Il est toutefois important de retenir que le haut rendement chinois se négocie avec des spreads supérieurs à 2000 pb; si nous pensions que les spreads ne se resserreraient pas depuis leurs niveaux actuellement extrêmes d’ici la fin 2022, cela impliquerait que nous jugeons tout aussi probable un défaut à l’échelle du secteur. Il faut également noter que les mesures du gouvernement pour apaiser le secteur de l’immobilier sont la cause première de l’agitation du marché, et il nous semble improbable que les autorités chinoises laisseraient l’un des principaux secteurs économiques du pays s’effondrer. Selon nous, les cas de défaut prévisibles dans le secteur sont limités aux émetteurs moins bien notés; le spread actuel sur le haut rendement ME indique que les investisseurs ont déjà intégré bon nombre de mauvaises nouvelles, ce qui pourrait créer une opportunité attrayante pour les spécialistes en sélection de titres.

Des fondamentaux solides pour les entreprises des marchés émergents

Cela dit, les investisseurs potentiels doivent prendre en considération un certain nombre de facteurs importants. Premièrement, le timing sera primordial et beaucoup dépendra des mesures de la Fed. Par exemple, si la persistance d’une inflation élevée obligeait la Fed à relever ses taux de base plus vigoureusement que ne l’anticipe le marché, il faudrait s’attendre à ce que la sous-performance des marchés émergents se poursuive. En outre, la situation en Chine risque toujours d’influer négativement sur le climat général, et les investisseurs pourraient donc préférer attendre qu’elle s’éclaircisse avant de chercher à profiter des opportunités offertes. De même, le sentiment actuel à l’égard des ME en tant que classe d’actifs en général reste assez négatif, et les volumes (au moins dans les obligations d’entreprise en devises fortes) sont faibles, avec des titres réévalués dans un contexte d’échanges très limités.

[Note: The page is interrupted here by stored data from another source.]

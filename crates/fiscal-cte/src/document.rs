//! # CT-e Document Model
//!
//! The assembled transport document. Inputs ([`Party`], [`Cargo`],
//! [`ServiceComponent`], ...) are plain serde structs; the
//! [`FiscalDocument`] itself only comes out of the builder and exposes
//! read-only accessors, so nothing can change it after the key is
//! assigned.

use chrono::{DateTime, Utc};
use fiscal_core::{Cnpj, JurisdictionCode, Money};
use fiscal_tax::IbsCbsGroup;
use rust_decimal::Decimal;
use serde::{Deserialize, Serialize};

use crate::access_key::AccessKey;

/// Model code of a CT-e.
pub const CTE_MODEL: u8 = 57;

// ---------------------------------------------------------------------------
// Parties
// ---------------------------------------------------------------------------

/// A legal entity on the document.
#[derive(Debug, Clone, PartialEq, Eq, Serialize, Deserialize)]
pub struct Party {
    /// Legal name.
    pub name: String,
    /// CNPJ.
    pub tax_id: Cnpj,
    /// State registration (IE), when the party has one.
    #[serde(default)]
    pub state_registration: Option<String>,
    /// UF of the address.
    pub jurisdiction: JurisdictionCode,
}

/// Role of a counterparty on a transport operation.
#[derive(Debug, Clone, Copy, PartialEq, Eq, Hash, Serialize, Deserialize)]
#[serde(rename_all = "snake_case")]
pub enum CounterpartyRole {
    /// Remetente.
    Sender,
    /// Destinatario.
    Recipient,
    /// Expedidor.
    Dispatcher,
    /// Recebedor.
    Receiver,
    /// Tomador (who pays for the service).
    ServiceTaker,
}

/// A party in a role.
#[derive(Debug, Clone, PartialEq, Eq, Serialize, Deserialize)]
pub struct Counterparty {
    /// Role.
    pub role: CounterpartyRole,
    /// Party.
    pub party: Party,
}

// ---------------------------------------------------------------------------
// Cargo & insurance
// ---------------------------------------------------------------------------

/// What is being transported.
#[derive(Debug, Clone, PartialEq, Eq, Serialize, Deserialize)]
pub struct Cargo {
    /// Predominant product.
    pub description: String,
    /// Declared value of the goods.
    pub declared_value: Money,
    /// Gross weight.
    #[serde(default)]
    pub weight_kg: Option<Decimal>,
}

/// Insurance as requested on the shipment order; either field may be
/// missing and the builder refuses to emit until both are there.
#[derive(Debug, Clone, Default, PartialEq, Eq, Serialize, Deserialize)]
pub struct InsuranceInfo {
    /// Insurer name.
    #[serde(default)]
    pub insurer: Option<String>,
    /// Policy number.
    #[serde(default)]
    pub policy_number: Option<String>,
    /// Averbation (certificate) number.
    #[serde(default)]
    pub averbation_number: Option<String>,
}

/// Insurance as recorded on an emitted document.
#[derive(Debug, Clone, PartialEq, Eq, Serialize, Deserialize)]
pub struct Insurance {
    /// Insurer name.
    pub insurer: Option<String>,
    /// Policy number.
    pub policy_number: String,
    /// Averbation number.
    pub averbation_number: String,
}

// ---------------------------------------------------------------------------
// Tax and value blocks
// ---------------------------------------------------------------------------

/// Legacy ICMS block.
#[derive(Debug, Clone, PartialEq, Eq, Serialize, Deserialize)]
pub struct IcmsBlock {
    /// Tax status code.
    pub cst: String,
    /// Base after reduction.
    pub base: Money,
    /// Rate, percent.
    pub rate: Decimal,
    /// Tax value.
    pub value: Money,
    /// Base reduction, percent.
    pub base_reduction: Decimal,
}

/// Named part of the service price (freight, toll, handling, ...).
#[derive(Debug, Clone, PartialEq, Eq, Serialize, Deserialize)]
pub struct ServiceComponent {
    /// Component name.
    pub name: String,
    /// Value.
    pub value: Money,
}

/// The `vPrest` block.
#[derive(Debug, Clone, PartialEq, Eq, Serialize, Deserialize)]
pub struct ServiceValue {
    /// Total service value: sum of the components.
    pub total: Money,
    /// Amount receivable from the service taker.
    pub receivable: Money,
    /// Components.
    pub components: Vec<ServiceComponent>,
}

// ---------------------------------------------------------------------------
// Document
// ---------------------------------------------------------------------------

/// Identification block.
#[derive(Debug, Clone, PartialEq, Eq, Serialize, Deserialize)]
pub struct DocumentHeader {
    /// 44-digit access key.
    pub access_key: AccessKey,
    /// Model code.
    pub model: u8,
    /// Series.
    pub series: u16,
    /// Number.
    pub number: u32,
    /// Emission type.
    pub emission_type: u8,
    /// Numeric code embedded in the key.
    pub numeric_code: u32,
    /// Issue instant.
    pub issued_at: DateTime<Utc>,
    /// Start of the service.
    pub origin: JurisdictionCode,
    /// End of the service.
    pub destination: JurisdictionCode,
    /// CFOP.
    pub operation_code: String,
    /// Tax rule that priced the document.
    pub tax_rule_id: String,
}

/// An emitted CT-e.
///
/// Serialize-only: a document is never rebuilt from untrusted input.
#[derive(Debug, Clone, PartialEq, Eq, Serialize)]
pub struct FiscalDocument {
    pub(crate) header: DocumentHeader,
    pub(crate) emitter: Party,
    pub(crate) counterparties: Vec<Counterparty>,
    pub(crate) cargo: Cargo,
    pub(crate) insurance: Insurance,
    pub(crate) icms: Vec<IcmsBlock>,
    pub(crate) ibs_cbs: Option<IbsCbsGroup>,
    pub(crate) service_value: ServiceValue,
}

impl FiscalDocument {
    /// Identification block.
    pub fn header(&self) -> &DocumentHeader {
        &self.header
    }

    /// Shorthand for the header's key.
    pub fn access_key(&self) -> &AccessKey {
        &self.header.access_key
    }

    /// Emitter.
    pub fn emitter(&self) -> &Party {
        &self.emitter
    }

    /// Counterparties in order.
    pub fn counterparties(&self) -> &[Counterparty] {
        &self.counterparties
    }

    /// First counterparty in `role`.
    pub fn counterparty(&self, role: CounterpartyRole) -> Option<&Party> {
        self.counterparties
            .iter()
            .find(|c| c.role == role)
            .map(|c| &c.party)
    }

    /// Cargo.
    pub fn cargo(&self) -> &Cargo {
        &self.cargo
    }

    /// Insurance.
    pub fn insurance(&self) -> &Insurance {
        &self.insurance
    }

    /// Legacy ICMS blocks.
    pub fn icms(&self) -> &[IcmsBlock] {
        &self.icms
    }

    /// Dual-VAT group.
    pub fn ibs_cbs(&self) -> Option<&IbsCbsGroup> {
        self.ibs_cbs.as_ref()
    }

    /// `vPrest` block.
    pub fn service_value(&self) -> &ServiceValue {
        &self.service_value
    }
}

/// Record that a document's key is no longer valid.
#[derive(Debug, Clone, PartialEq, Eq, Serialize, Deserialize)]
pub struct VoidNotice {
    /// Key of the voided document.
    pub voided_access_key: AccessKey,
    /// Key of the replacement, when one was emitted.
    pub replaced_by: Option<AccessKey>,
    /// Justification.
    pub reason: String,
    /// When.
    pub voided_at: DateTime<Utc>,
}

En 2022, éviter les perdants sur les ME sera aussi essentiel que de sélectionner les gagnants.

Deuxièmement, alors que nous tablons sur des fondamentaux globalement solides pour les entreprises des marchés émergents, il n’en est pas de même pour les fondamentaux de la dette souveraine qui se sont détériorés en raison de la pandémie. La plupart des pays émergents disposent d’une capacité budgétaire inférieure à celle des marchés développés et nous devrions commencer à voir l’impact différé du resserrement de la politique monétaire sur la croissance des ME dans les prochains mois, avec pour effet un paradoxe entre la situation macroéconomique et les fondamentaux des entreprises. Par conséquent, une sélection judicieuse des titres de crédit et des pays sera cruciale car la dispersion importante à laquelle nous avons assisté en 2021 devrait se poursuivre. En 2022, éviter les perdants sur les ME sera aussi essentiel que de sélectionner les gagnants.

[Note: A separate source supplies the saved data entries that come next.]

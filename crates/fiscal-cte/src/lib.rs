//! # fiscal-cte — CT-e Emission
//!
//! Builds transport documents (CT-e, model 57):
//!
//! - [`access_key`]: the 44-digit key and its mod-11 check digit.
//! - [`sequence`]: per-branch, per-series atomic numbering.
//! - [`document`]: the immutable document model.
//! - [`builder`]: the insurance gate, tax blocks, numbering and key
//!   assembly, plus void-and-reissue.

pub mod access_key;
pub mod builder;
pub mod document;
pub mod sequence;

pub use access_key::{
    generate_access_key, mod11_check_digit, AccessKey, AccessKeyComponents, AccessKeyError,
    AccessKeyParams, ACCESS_KEY_LEN,
};
pub use builder::{BuildError, BuilderSettings, DocumentBuilder, Reissue, ShipmentOrder};
pub use document::{
    Cargo, Counterparty, CounterpartyRole, DocumentHeader, FiscalDocument, IcmsBlock, Insurance,
    InsuranceInfo, Party, ServiceComponent, ServiceValue, VoidNotice, CTE_MODEL,
};
pub use sequence::{MemorySequenceCounter, SequenceCounter, SequenceError, MAX_DOCUMENT_NUMBER};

La correction, une opportunité pour générer de l’alpha

En conclusion, comme le marché attend des éclaircissements de la Fed concernant sa politique de taux ainsi que des améliorations eu égard aux problèmes du secteur immobilier chinois, la patience nous semble plus que jamais une vertu. Toutefois, en l’absence d’erreur politique notable de la Fed, nous pensons que la correction actuelle dans les actifs risqués pourrait être le début d’un creux intra-cycle, et une excellente opportunité pour les investisseurs qui veulent générer de l’alpha. Selon nous, maîtriser le risque de duration avec des obligations dotées d’échéances relativement courtes, et investir dans les entreprises qui présentent des fondamentaux de crédit solides, des sources de revenus diversifiées et de bons résultats, sera la recette du succès sur les marchés émergents l’année prochaine.  

Enfin, si nous pensons que les spreads des ME à haut rendement se resserreront d’ici la fin 2022, cet ajustement risque d’aller de pair avec une volatilité accrue: la bonne taille et le bon timing sont donc comme toujours essentiels.